An exact copy of all the entries is what is needed here.

-- PROVIDED DATA follows --

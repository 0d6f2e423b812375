//! Numeric options exposed per stream.

use serde::{Deserialize, Serialize};

/// Valid range of a numeric option.
#[derive(Serialize, Deserialize, Debug, Clone, PartialEq)]
pub struct OptionRange {
    pub min: f32,
    pub max: f32,
    pub step: f32,
    #[serde(rename = "default")]
    pub default_value: f32,
}

/// One option as announced in a stream header. Option identity is the pair
/// (owner stream name, display name); the owning sensor is reached through
/// the stream.
#[derive(Serialize, Deserialize, Debug, Clone, PartialEq)]
pub struct OptionDescriptor {
    pub name: String,
    #[serde(rename = "owner-name")]
    pub owner_name: String,
    pub value: f32,
    pub range: OptionRange,
    #[serde(default)]
    pub description: String,
}

impl OptionDescriptor {
    /// Whether `value` lies within the declared range.
    pub fn accepts(&self, value: f32) -> bool {
        value >= self.range.min && value <= self.range.max
    }
}

#[cfg(test)]
mod tests {
    use super::*;

    fn exposure() -> OptionDescriptor {
        OptionDescriptor {
            name: "Exposure".to_string(),
            owner_name: "depth".to_string(),
            value: 8500.0,
            range: OptionRange {
                min: 1.0,
                max: 165000.0,
                step: 1.0,
                default_value: 8500.0,
            },
            description: "Controls exposure time of the sensor".to_string(),
        }
    }

    #[test]
    fn test_range_check() {
        let opt = exposure();
        assert!(opt.accepts(1.0));
        assert!(opt.accepts(165000.0));
        assert!(!opt.accepts(0.5));
        assert!(!opt.accepts(165001.0));
    }

    #[test]
    fn test_wire_field_names() {
        let value = serde_json::to_value(exposure()).unwrap();
        assert!(value.get("owner-name").is_some());
        assert!(value["range"].get("default").is_some());
    }
}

-- PROVIDED DATA concluded --

# TASK ANSWER
repository 0d6f2e423b812375
//! Numeric options exposed per stream.

use serde::{Deserialize, Serialize};

/// Valid range of a numeric option.
#[derive(Serialize, Deserialize, Debug, Clone, PartialEq)]
pub struct OptionRange {
    pub min: f32,
    pub max: f32,
    pub step: f32,
    #[serde(rename = "default")]
    pub default_value: f32,
}

/// One option as announced in a stream header. Option identity is the pair
/// (owner stream name, display name); the owning sensor is reached through
/// the stream.
#[derive(Serialize, Deserialize, Debug, Clone, PartialEq)]
pub struct OptionDescriptor {
    pub name: String,
    #[serde(rename = "owner-name")]
    pub owner_name: String,
    pub value: f32,
    pub range: OptionRange,
    #[serde(default)]
    pub description: String,
}

impl OptionDescriptor {
    /// Whether `value` lies within the declared range.
    pub fn accepts(&self, value: f32) -> bool {
        value >= self.range.min && value <= self.range.max
    }
}

#[cfg(test)]
mod tests {
    use super::*;

    fn exposure() -> OptionDescriptor {
        OptionDescriptor {
            name: "Exposure".to_string(),
            owner_name: "depth".to_string(),
            value: 8500.0,
            range: OptionRange {
                min: 1.0,
                max: 165000.0,
                step: 1.0,
                default_value: 8500.0,
            },
            description: "Controls exposure time of the sensor".to_string(),
        }
    }

    #[test]
    fn test_range_check() {
        let opt = exposure();
        assert!(opt.accepts(1.0));
        assert!(opt.accepts(165000.0));
        assert!(!opt.accepts(0.5));
        assert!(!opt.accepts(165001.0));
    }

    #[test]
    fn test_wire_field_names() {
        let value = serde_json::to_value(exposure()).unwrap();
        assert!(value.get("owner-name").is_some());
        assert!(value["range"].get("default").is_some());
    }
}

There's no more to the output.